“I’m here for a very short time,” bargains media artist Kim Alpert in recent discourse on NFTs and the Metaversal turn. Do we ask younger people, inheritors of ecocide, what they feel about the metaverse?—perhaps, do they want to live in a planetary landfill? Do we consider species or perspectives outside our temporospatial limitations?
To produce an art that conceals its own artifice, landscape is the medium and the gaze by which ecocide "the evil of imperialist exploit" is veiled and naturalized. 'The Use and Abuse of Vegetational Concepts' comes to mind. Accordingly, it must be the focus of historical, political and aesthetic alertness, warns WJT Mitchell, to expansionist efforts to claim nature and not assimilation or "ideal, not real estate"—the relations of property and labor belied by "transcendence." An act of contemporary landscape in line with the naturalizing of convention, of ‘progressive’ ecocide, is the Metaverse.

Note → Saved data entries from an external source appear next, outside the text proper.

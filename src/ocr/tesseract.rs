//! Tesseract OCR engine.
//!
//! PDFs are rasterized with pdftoppm into a scratch directory and each page
//! image is recognized with `tesseract ... tsv`, so every run yields both
//! text and a token table. Two entry points share the page primitive:
//! [`TesseractOcr::ocr`] runs to completion, [`TesseractOcr::ocr_with_progress`]
//! reports each page on a channel as it finishes.

use std::path::{Path, PathBuf};

use tempfile::TempDir;
use tokio::process::Command;
use tokio::sync::mpsc;
use tokio_util::sync::CancellationToken;
use tracing::{debug, info, warn};

use super::backend::{OcrConfig, OcrError, OcrOutput, PageOcr};
use super::command::{run_tool, ToolError};
use super::progress::{OcrProgress, ProgressReporter};
use super::tools::ToolPaths;
use super::tsv::{text_from_tsv, PageAccumulator};
use crate::utils::{is_image, is_pdf};

/// Tesseract-backed OCR engine.
#[derive(Debug, Clone)]
pub struct TesseractOcr {
    tools: ToolPaths,
    config: OcrConfig,
}

impl TesseractOcr {
    /// Create an engine with default configuration.
    pub fn new(tools: ToolPaths) -> Self {
        Self {
            tools,
            config: OcrConfig::default(),
        }
    }

    /// Create an engine with custom configuration.
    pub fn with_config(tools: ToolPaths, config: OcrConfig) -> Self {
        Self { tools, config }
    }

    pub fn config(&self) -> &OcrConfig {
        &self.config
    }

    /// Recognize a single raster image, returning text and the token table.
    pub async fn ocr_page_image(
        &self,
        image_path: &Path,
        cancel: &CancellationToken,
    ) -> Result<PageOcr, OcrError> {
        let mut cmd = Command::new(&self.tools.tesseract);
        cmd.arg(image_path)
            .arg("stdout")
            .args(["-l", &self.config.language])
            .arg("tsv");

        let tsv = run_tool(cmd, cancel, None).await?;
        let text = text_from_tsv(&tsv);
        Ok(PageOcr { text, tsv })
    }

    /// Convert up to `max_pages` PDF pages to PNG images, returned in page order.
    async fn rasterize(
        &self,
        pdf_path: &Path,
        output_dir: &Path,
        cancel: &CancellationToken,
    ) -> Result<Vec<PathBuf>, OcrError> {
        let last_page = self.config.max_pages.max(1).to_string();
        let dpi = self.config.dpi.to_string();

        let mut cmd = Command::new(&self.tools.pdftoppm);
        cmd.args(["-png", "-r", &dpi, "-f", "1", "-l", &last_page])
            .arg(pdf_path)
            .arg(output_dir.join("page"));

        match run_tool(cmd, cancel, None).await {
            Ok(_) => {}
            Err(ToolError::Cancelled) => return Err(OcrError::Cancelled),
            Err(e) => return Err(OcrError::Rasterize(e.to_string())),
        }

        // pdftoppm zero-pads page numbers to a common width, so a plain sort
        // keeps page order.
        let mut images: Vec<PathBuf> = std::fs::read_dir(output_dir)?
            .filter_map(|e| e.ok())
            .map(|e| e.path())
            .filter(|p| p.extension().map(|ext| ext == "png").unwrap_or(false))
            .collect();
        images.sort();

        if images.is_empty() {
            return Err(OcrError::Rasterize(
                "No images generated from PDF".to_string(),
            ));
        }

        debug!("Rasterized {} pages from {}", images.len(), pdf_path.display());
        Ok(images)
    }

    /// OCR a document to completion.
    ///
    /// Images are recognized directly; PDFs are rasterized and recognized page
    /// by page. Pages that fail are skipped. Other MIME types yield empty
    /// output.
    pub async fn ocr(&self, data: &[u8], mime: &str) -> Result<OcrOutput, OcrError> {
        let cancel = CancellationToken::new();

        if is_image(mime) {
            let scratch = TempDir::new()?;
            let image_path = write_input(&scratch, data, mime)?;
            let page = self.ocr_page_image(&image_path, &cancel).await?;
            return Ok(OcrOutput {
                text: page.text,
                tsv: page.tsv,
                pages: 1,
            });
        }

        if !is_pdf(mime) {
            return Ok(OcrOutput::default());
        }

        let scratch = TempDir::new()?;
        let pdf_path = write_input(&scratch, data, mime)?;
        let pages_dir = scratch.path().join("pages");
        std::fs::create_dir(&pages_dir)?;

        let images = self.rasterize(&pdf_path, &pages_dir, &cancel).await?;
        let mut pages = PageAccumulator::new();
        for (i, image) in images.iter().enumerate() {
            match self.ocr_page_image(image, &cancel).await {
                Ok(page) => pages.push(i + 1, &page),
                Err(e) => warn!("OCR failed for page {}: {}", i + 1, e),
            }
        }

        let output = pages.finish();
        info!(
            "OCR finished: {} of {} pages, {} chars",
            output.pages,
            images.len(),
            output.text.len()
        );
        Ok(output)
    }

    /// OCR a document on a background task, reporting progress per page.
    ///
    /// The returned channel yields a `rasterize` event (PDFs only), one `ocr`
    /// event per page, and a final `done` event, then closes. Cancelling the
    /// token stops the run at the next page or send boundary and kills any
    /// running subprocess; the final event then carries `OcrError::Cancelled`.
    pub fn ocr_with_progress(
        &self,
        data: Vec<u8>,
        mime: &str,
        cancel: CancellationToken,
    ) -> mpsc::Receiver<OcrProgress> {
        let (tx, rx) = mpsc::channel(1);
        let engine = self.clone();
        let mime = mime.to_string();

        tokio::spawn(async move {
            let reporter = ProgressReporter::new(tx, cancel);
            let result = engine.run_progressive(&data, &mime, &reporter).await;
            if let Err(ref e) = result {
                if !e.is_cancelled() {
                    warn!("Progressive OCR failed: {}", e);
                }
            }
            reporter.finish(result).await;
        });

        rx
    }

    async fn run_progressive(
        &self,
        data: &[u8],
        mime: &str,
        reporter: &ProgressReporter,
    ) -> Result<OcrOutput, OcrError> {
        let cancel = reporter.cancel_token();

        if is_image(mime) {
            let scratch = TempDir::new()?;
            let image_path = write_input(&scratch, data, mime)?;
            reporter.check()?;
            let page = self.ocr_page_image(&image_path, cancel).await?;
            reporter
                .send(OcrProgress::page(1, 1, page.text.clone()))
                .await?;
            return Ok(OcrOutput {
                text: page.text,
                tsv: page.tsv,
                pages: 1,
            });
        }

        if !is_pdf(mime) {
            return Ok(OcrOutput::default());
        }

        let scratch = TempDir::new()?;
        let pdf_path = write_input(&scratch, data, mime)?;
        let pages_dir = scratch.path().join("pages");
        std::fs::create_dir(&pages_dir)?;

        let images = self.rasterize(&pdf_path, &pages_dir, cancel).await?;
        let total = images.len();
        reporter.send(OcrProgress::rasterized(total)).await?;

        let mut pages = PageAccumulator::new();
        for (i, image) in images.iter().enumerate() {
            let page_num = i + 1;
            reporter.check()?;

            match self.ocr_page_image(image, cancel).await {
                Ok(page) => {
                    pages.push(page_num, &page);
                    reporter
                        .send(OcrProgress::page(page_num, total, page.text))
                        .await?;
                }
                Err(OcrError::Cancelled) => return Err(OcrError::Cancelled),
                Err(e) => {
                    warn!("OCR failed for page {}: {}", page_num, e);
                    reporter
                        .send(OcrProgress::page_failed(page_num, total, e.to_string()))
                        .await?;
                }
            }
        }

        Ok(pages.finish())
    }
}

/// Write the input bytes into the scratch directory with a fitting extension.
fn write_input(scratch: &TempDir, data: &[u8], mime: &str) -> Result<PathBuf, OcrError> {
    let ext = if is_pdf(mime) {
        "pdf"
    } else {
        mime_guess::get_mime_extensions_str(mime)
            .and_then(|exts| exts.first().copied())
            .unwrap_or("img")
    };
    let path = scratch.path().join(format!("input.{}", ext));
    std::fs::write(&path, data)?;
    Ok(path)
}

#[cfg(all(test, unix))]
mod tests {
    use super::*;
    use crate::ocr::progress::OcrPhase;
    use crate::ocr::testing::FakeTools;

    #[tokio::test]
    async fn test_ocr_image_directly() {
        let fake = FakeTools::new();
        let engine = TesseractOcr::new(fake.paths());

        let out = engine.ocr(b"png bytes", "image/png").await.unwrap();
        assert_eq!(out.pages, 1);
        assert_eq!(out.text, "Scanned input");
        assert!(out.tsv.starts_with("level\t"));
    }

    #[tokio::test]
    async fn test_ocr_pdf_merges_pages() {
        let fake = FakeTools::new().with_pages(3);
        let engine = TesseractOcr::new(fake.paths());

        let out = engine.ocr(b"%PDF-1.4", "application/pdf").await.unwrap();
        assert_eq!(out.pages, 3);
        assert_eq!(out.text, "Scanned page-1\n\nScanned page-2\n\nScanned page-3");
        assert_eq!(out.tsv.lines().filter(|l| l.starts_with("level")).count(), 1);
        assert_eq!(out.tsv.lines().count(), 1 + 3 * 2);
    }

    #[tokio::test]
    async fn test_ocr_respects_page_cap() {
        let fake = FakeTools::new().with_pages(8);
        let config = OcrConfig {
            max_pages: 2,
            ..OcrConfig::default()
        };
        let engine = TesseractOcr::with_config(fake.paths(), config);

        let out = engine.ocr(b"%PDF-1.4", "application/pdf").await.unwrap();
        assert_eq!(out.pages, 2);
    }

    #[tokio::test]
    async fn test_failing_page_is_skipped() {
        let fake = FakeTools::new().with_pages(3).failing_page(2);
        let engine = TesseractOcr::new(fake.paths());

        let out = engine.ocr(b"%PDF-1.4", "application/pdf").await.unwrap();
        assert_eq!(out.pages, 2);
        assert_eq!(out.text, "Scanned page-1\n\nScanned page-3");
    }

    #[tokio::test]
    async fn test_rasterize_failure_is_fatal() {
        let fake = FakeTools::new().with_pages(0);
        let engine = TesseractOcr::new(fake.paths());

        let err = engine.ocr(b"%PDF-1.4", "application/pdf").await.unwrap_err();
        assert!(matches!(err, OcrError::Rasterize(_)));
    }

    #[tokio::test]
    async fn test_unsupported_mime_is_empty() {
        let engine = TesseractOcr::new(FakeTools::new().paths());
        let out = engine.ocr(b"PK\x03\x04", "application/zip").await.unwrap();
        assert_eq!(out, OcrOutput::default());
    }

    #[tokio::test]
    async fn test_progress_for_pdf() {
        let fake = FakeTools::new().with_pages(3);
        let engine = TesseractOcr::new(fake.paths());

        let mut rx = engine.ocr_with_progress(
            b"%PDF-1.4".to_vec(),
            "application/pdf",
            CancellationToken::new(),
        );
        let mut events = Vec::new();
        while let Some(event) = rx.recv().await {
            events.push(event);
        }

        assert_eq!(events.len(), 5);
        assert_eq!(events[0].phase, OcrPhase::Rasterize);
        assert_eq!(events[0].total, 3);
        let pages: Vec<usize> = events[1..4].iter().map(|e| e.page).collect();
        assert_eq!(pages, vec![1, 2, 3]);
        assert!(events[..4].iter().all(|e| !e.done));

        let last = &events[4];
        assert!(last.done);
        assert!(last.error.is_none());
        assert_eq!(last.text, "Scanned page-1\n\nScanned page-2\n\nScanned page-3");
    }

    #[tokio::test]
    async fn test_progress_for_image() {
        let engine = TesseractOcr::new(FakeTools::new().paths());
        let mut rx =
            engine.ocr_with_progress(b"jpg".to_vec(), "image/jpeg", CancellationToken::new());

        let first = rx.recv().await.unwrap();
        assert_eq!(first.phase, OcrPhase::Ocr);
        assert_eq!((first.page, first.total), (1, 1));
        assert!(!first.done);

        let last = rx.recv().await.unwrap();
        assert!(last.done);
        assert_eq!(last.text, "Scanned input");
        assert!(rx.recv().await.is_none());
    }

    #[tokio::test]
    async fn test_progress_reports_rasterize_failure() {
        let engine = TesseractOcr::new(FakeTools::new().with_pages(0).paths());
        let mut rx = engine.ocr_with_progress(
            b"%PDF".to_vec(),
            "application/pdf",
            CancellationToken::new(),
        );

        let only = rx.recv().await.unwrap();
        assert!(only.done);
        assert!(matches!(only.error, Some(OcrError::Rasterize(_))));
        assert!(rx.recv().await.is_none());
    }

    #[tokio::test]
    async fn test_cancel_stops_page_work() {
        let fake = FakeTools::new().with_pages(5).with_ocr_delay("0.3");
        let engine = TesseractOcr::new(fake.paths());
        let cancel = CancellationToken::new();

        let mut rx =
            engine.ocr_with_progress(b"%PDF".to_vec(), "application/pdf", cancel.clone());

        let rasterized = rx.recv().await.unwrap();
        assert_eq!(rasterized.phase, OcrPhase::Rasterize);
        let first = rx.recv().await.unwrap();
        assert_eq!(first.page, 1);

        cancel.cancel();

        let mut rest = Vec::new();
        while let Some(event) = rx.recv().await {
            rest.push(event);
        }
        assert_eq!(rest.len(), 1);
        assert!(rest[0].done);
        assert!(rest[0].is_cancelled());
        assert!(fake.ocr_calls() <= 2);
    }

    #[tokio::test]
    async fn test_cancel_before_start() {
        let fake = FakeTools::new().with_pages(5);
        let engine = TesseractOcr::new(fake.paths());
        let cancel = CancellationToken::new();
        cancel.cancel();

        let mut rx = engine.ocr_with_progress(b"%PDF".to_vec(), "application/pdf", cancel);
        let only = rx.recv().await.unwrap();
        assert!(only.done && only.is_cancelled());
        assert!(rx.recv().await.is_none());
        assert_eq!(fake.ocr_calls(), 0);
    }
}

The mobilization of metaversal technologies is a divestment from lived relations with ecological constraints. We are expected to enrich ourselves with simulacra, to content-produce and pleasure condition towards an ever-invasive surveilling gaze of platform capitalism, from whose mineral-metal hardware & emissions costs to livability nevermind profiteer shares we are enclosed to hermetic degrees. The metaversal Manifest Destiny of techno-expansionism implies an inevitability written by those in charge of capital, tech leaders and corporate owners. A coercive design that reductively stratifies and re-batches our relations to targetable data points and ensures ownership structures / property unchallenged, profit imperialism has forged us a new frontier for the medium of landscape.
Mitchell reflects that outward assimilation & exploitation by the colonial project is always accompanied by inward myth-making, of representation and re-imaging. The construction—landscaping of virtual platforms for escapist aesthetics and spectacle as "progressive" veils the real effects to privatization of accessible commons that mirrors the violently pacifying role painting played for systematic dispossession under the Enclosure movement. Social atomization, neoliberal austerity and permanent precarity, the extractive displanting of all living and non-living are now algorithmically elided.
Landscape belies a site of contestation and struggle, of owning without owning up to responsibility and complicity in livability. With Landscape now more precious than ever, gatekept & protected, NFT-ized into virtual real estate in the Metaverse, I couldn't devise a more illustrative exemplar of Mitchell's admonition against reified nostalgia for an imagined destiny of unbounded conquest and appropriation.